Preston is a good friend of Playwright Christopher Baker and his wife. Baker decided partially because of the 2015 Steven Spielberg film Lincoln, to write of the mythologizing of the presidency. “It’s all about race, politics and the presidency as seen through the lens of the Civil War, but It’s completely up to date on what’s going on now.” The play presents episodic Scenes from the lives of Abraham Lincoln, Frederick Douglass, Mary Todd Lincoln and clownish Civil War era humorist Dan Rice, depicting racial politics and the intrigues of the White House during the Civil War through Vaudeville performances and musical numbers. In Vaudeville, Playwright Baker and director Preston found an opportunity in the format of vaudevillian “acts.”
The source material and the humorous format work well together because of the way they contrast. Preston says that, like other plays he has worked on, there is a mixture of high and low art in The Lincoln Vaudeville. “A lot of my directorial and artistic career has been about trying to take high and low things, lofty and bawdy, and put them together.” Preston goes on to cite Shakespeare’s plays as an influence on the structure of the play, because he was known to feature clowns and lower-class characters alongside loftier characters not unlike the deified Lincoln.

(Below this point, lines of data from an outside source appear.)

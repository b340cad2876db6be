use crate::types::{
    content_type::ContentType,
    TypedHeader,
};
use crate::parser::headers::content_type::ContentTypeValue;
use crate::builder::{SimpleRequestBuilder, SimpleResponseBuilder};
use crate::builder::headers::HeaderSetter;
use std::collections::HashMap;
use std::str::FromStr;
//! # SIP Alert-Info Header
//!
//! This module provides an implementation of the SIP Alert-Info header as defined in
//! [RFC 3261 Section 20.4](https://datatracker.ietf.org/doc/html/rfc3261#section-20.4).
//!
//! The Alert-Info header field allows a server to provide information about alternative
//! ring tones to be used by the user agent. The header field can appear in INVITE requests 
//! or in provisional (1xx) responses.
//!
//! When received in an INVITE request, the Alert-Info header field specifies an alternative
//! ring tone to the UAS. When present in a 180 (Ringing) response, it specifies an alternative
//! ringback tone to the UAC.
//!
//! ## Format
//!
//! ```text
//! Alert-Info: <http://www.example.com/sounds/moo.wav>
//! Alert-Info: <http://www.example.com/sounds/moo.wav>;appearance=2
//! ```
//!
//! ## Example
//!
//! ```rust
//! use rvoip_sip_core::types::AlertInfo;
//! use rvoip_sip_core::types::uri::Uri;
//! use std::str::FromStr;
//!
//! // Create an Alert-Info header with a URI
//! let uri = Uri::from_str("http://www.example.com/sounds/moo.wav").unwrap();
//! let alert_info = AlertInfo::new(uri);
//!
//! // Parse from a string
//! let header = AlertInfo::from_str("<http://www.example.com/sounds/moo.wav>;appearance=2").unwrap();
//! assert_eq!(header.uri().to_string(), "http://www.example.com/sounds/moo.wav");
//! assert_eq!(header.get_param("appearance"), Some("2"));
//! ```

use crate::parser::headers::alert_info::{AlertInfoValue, parse_alert_info, AlertInfoUri};
use crate::error::{Result, Error};
use crate::types::uri::Uri;
use crate::types::param::Param;
use crate::types::header::{Header, HeaderName, HeaderValue, TypedHeaderTrait};
use std::fmt;
use std::str::FromStr;
use nom::combinator::all_consuming;
use serde::{Serialize, Deserialize};
use std::collections::HashMap;


/// Represents a SIP Alert-Info header as defined in RFC 3261 Section 20.4.
///
/// The Alert-Info header field provides information about alternative ring tones or ringback
/// tones. It contains a URI that points to a resource (typically an audio file) and optional
/// parameters that provide additional information.
///
/// # Format
///
/// ```text
/// Alert-Info: <http://www.example.com/sounds/moo.wav>
/// Alert-Info: <http://www.example.com/sounds/moo.wav>;appearance=2
/// ```
///
/// # Examples
///
/// ```rust
/// use rvoip_sip_core::types::AlertInfo;
/// use rvoip_sip_core::types::uri::Uri;
/// use std::str::FromStr;
///
/// // Create with a URI
/// let uri = Uri::from_str("http://www.example.com/sounds/moo.wav").unwrap();
/// let alert_info = AlertInfo::new(uri);
///
/// // Add parameters
/// let alert_info = alert_info.with_param("appearance", "2");
/// assert_eq!(alert_info.get_param("appearance"), Some("2"));
///
/// // Convert to string
/// assert_eq!(
///     alert_info.to_string(),
///     "<http://www.example.com/sounds/moo.wav>;appearance=2"
/// );
/// ```
#[derive(Debug, Clone, PartialEq, Eq, Serialize, Deserialize)]
pub struct AlertInfo {
    /// The URI pointing to the alternative ring tone
    uri: Uri,
    /// Optional parameters
    params: HashMap<String, String>,
}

“I’ve always been a bit obsessed with Lincoln. He’s a fascinating character who wasn’t really prepared to become president, like most of these people aren’t….I’m hoping to bring things to Trinity that will experiment with things we’re going through now. Race is something that this campus and this country have been dealing with since that time.” The cast alternates the central roles among themselves, conscious of the fact that by taking up the role of Lincoln, they should also infuse their own background and experience into the performance. The effect of this loose casting is a muddling of the stories and perspectives of history.
“It’s been interesting to bring people from around the world to play figures we all grew up with. We can see what they bring to the conversation in this time when we’re not supposed to be an immigrant country anymore.” Preston explains that by meshing recorded moments from the 1860s and placing them alongside fictionalized moments and discussions, the audience can feel and react to the relative nature of truth.
Preston hopes that The Lincoln Vaudeville will provide useful historical context in presidential matters to those who see it performed. “I get pissed when people say ‘It’s a circus in the White House.’ A good circus needs immaculate planning. I don’t know how to explain what we’re going through now without that Vaudeville element: the high and low getting smashed together.”
The Lincoln Vaudeville will be performed Thursday, April 12, at 7:30 p.m.; Friday, April 13, at 5:00 p.m.; and Saturday, April 14 at 1:00 p.m. and 5:00 p.m.